(Dataset excerpts)
::::::::

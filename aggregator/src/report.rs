//! Report types handed to renderers

use crate::aggregate::KernelMetric;
use crate::transfer::BucketStat;
use serde::{Deserialize, Serialize};
use tracelens_shared::MemcpyKind;

/// Degenerate inputs absorbed as zero values
#[derive(Debug, Clone, Copy, Default, PartialEq, Eq, Serialize, Deserialize)]
pub struct DegenerateCounts {
    pub zero_duration_medians: usize,
    pub zero_overhead_medians: usize,
    pub zero_slack_medians: usize,
    pub undefined_ratios: usize,
    pub zero_length_transfers: usize,
}

impl DegenerateCounts {
    pub fn total(&self) -> usize {
        self.zero_duration_medians
            + self.zero_overhead_medians
            + self.zero_slack_medians
            + self.undefined_ratios
            + self.zero_length_transfers
    }

    pub fn merge(&mut self, other: &DegenerateCounts) {
        self.zero_duration_medians += other.zero_duration_medians;
        self.zero_overhead_medians += other.zero_overhead_medians;
        self.zero_slack_medians += other.zero_slack_medians;
        self.undefined_ratios += other.undefined_ratios;
        self.zero_length_transfers += other.zero_length_transfers;
    }
}

/// Per-kernel series for the retained (dominant) signatures.
///
/// `labels`, `durations`, `overheads`, `slacks` and `ratios` are parallel.
#[derive(Debug, Clone, PartialEq, Serialize, Deserialize)]
pub struct KernelReport {
    pub labels: Vec<String>,

    /// Median execution duration, log10(us)
    pub durations: Vec<f64>,

    /// Median launch overhead, log10(us)
    pub overheads: Vec<f64>,

    /// Median launch slack, log10(us)
    pub slacks: Vec<f64>,

    /// Duration-to-overhead ratio, log10
    pub ratios: Vec<f64>,

    /// Retained metrics, same order as the series
    pub retained: Vec<KernelMetric>,

    /// Every signature, when requested
    pub all: Option<Vec<KernelMetric>>,

    pub total_signatures: usize,
    pub total_launches: usize,
    pub degenerate: DegenerateCounts,
}

/// Per-bucket series for one copy direction.
///
/// `labels`, `frequency` and `bandwidths` are index-aligned.
#[derive(Debug, Clone, PartialEq, Serialize, Deserialize)]
pub struct TransferReport {
    pub kind: MemcpyKind,
    pub labels: Vec<String>,
    pub frequency: Vec<u64>,

    /// MB/s per copy, per bucket; never empty
    pub bandwidths: Vec<Vec<f64>>,

    pub total_transfers: usize,
    pub degenerate: DegenerateCounts,
}

impl TransferReport {
    /// Rebuild the per-bucket stats
    pub fn buckets(&self) -> Vec<BucketStat> {
        self.labels
            .iter()
            .zip(&self.frequency)
            .zip(&self.bandwidths)
            .map(|((label, &count), bandwidths)| BucketStat {
                label: label.clone(),
                count,
                bandwidths: bandwidths.clone(),
            })
            .collect()
    }
}

#[derive(Debug, Clone, PartialEq, Serialize, Deserialize)]
pub struct AnalysisReport {
    pub kernels: Option<KernelReport>,
    pub transfers: Option<TransferReport>,
}

impl AnalysisReport {
    /// Degenerate counts across both sections
    pub fn degenerate(&self) -> DegenerateCounts {
        let mut total = DegenerateCounts::default();
        if let Some(k) = &self.kernels {
            total.merge(&k.degenerate);
        }
        if let Some(t) = &self.transfers {
            total.merge(&t.degenerate);
        }
        total
    }
}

::::::::

Assigned task: Repeat the records. Match them exactly.

Response below:
filename aggregator/src/report.rs
//! Report types handed to renderers

use crate::aggregate::KernelMetric;
use crate::transfer::BucketStat;
use serde::{Deserialize, Serialize};
use tracelens_shared::MemcpyKind;

/// Degenerate inputs absorbed as zero values
#[derive(Debug, Clone, Copy, Default, PartialEq, Eq, Serialize, Deserialize)]
pub struct DegenerateCounts {
    pub zero_duration_medians: usize,
    pub zero_overhead_medians: usize,
    pub zero_slack_medians: usize,
    pub undefined_ratios: usize,
    pub zero_length_transfers: usize,
}

impl DegenerateCounts {
    pub fn total(&self) -> usize {
        self.zero_duration_medians
            + self.zero_overhead_medians
            + self.zero_slack_medians
            + self.undefined_ratios
            + self.zero_length_transfers
    }

    pub fn merge(&mut self, other: &DegenerateCounts) {
        self.zero_duration_medians += other.zero_duration_medians;
        self.zero_overhead_medians += other.zero_overhead_medians;
        self.zero_slack_medians += other.zero_slack_medians;
        self.undefined_ratios += other.undefined_ratios;
        self.zero_length_transfers += other.zero_length_transfers;
    }
}

/// Per-kernel series for the retained (dominant) signatures.
///
/// `labels`, `durations`, `overheads`, `slacks` and `ratios` are parallel.
#[derive(Debug, Clone, PartialEq, Serialize, Deserialize)]
pub struct KernelReport {
    pub labels: Vec<String>,

    /// Median execution duration, log10(us)
    pub durations: Vec<f64>,

    /// Median launch overhead, log10(us)
    pub overheads: Vec<f64>,

    /// Median launch slack, log10(us)
    pub slacks: Vec<f64>,

    /// Duration-to-overhead ratio, log10
    pub ratios: Vec<f64>,

    /// Retained metrics, same order as the series
    pub retained: Vec<KernelMetric>,

    /// Every signature, when requested
    pub all: Option<Vec<KernelMetric>>,

    pub total_signatures: usize,
    pub total_launches: usize,
    pub degenerate: DegenerateCounts,
}

/// Per-bucket series for one copy direction.
///
/// `labels`, `frequency` and `bandwidths` are index-aligned.
#[derive(Debug, Clone, PartialEq, Serialize, Deserialize)]
pub struct TransferReport {
    pub kind: MemcpyKind,
    pub labels: Vec<String>,
    pub frequency: Vec<u64>,

    /// MB/s per copy, per bucket; never empty
    pub bandwidths: Vec<Vec<f64>>,

    pub total_transfers: usize,
    pub degenerate: DegenerateCounts,
}

impl TransferReport {
    /// Rebuild the per-bucket stats
    pub fn buckets(&self) -> Vec<BucketStat> {
        self.labels
            .iter()
            .zip(&self.frequency)
            .zip(&self.bandwidths)
            .map(|((label, &count), bandwidths)| BucketStat {
                label: label.clone(),
                count,
                bandwidths: bandwidths.clone(),
            })
            .collect()
    }
}

#[derive(Debug, Clone, PartialEq, Serialize, Deserialize)]
pub struct AnalysisReport {
    pub kernels: Option<KernelReport>,
    pub transfers: Option<TransferReport>,
}

impl AnalysisReport {
    /// Degenerate counts across both sections
    pub fn degenerate(&self) -> DegenerateCounts {
        let mut total = DegenerateCounts::default();
        if let Some(k) = &self.kernels {
            total.merge(&k.degenerate);
        }
        if let Some(t) = &self.transfers {
            total.merge(&t.degenerate);
        }
        total
    }
}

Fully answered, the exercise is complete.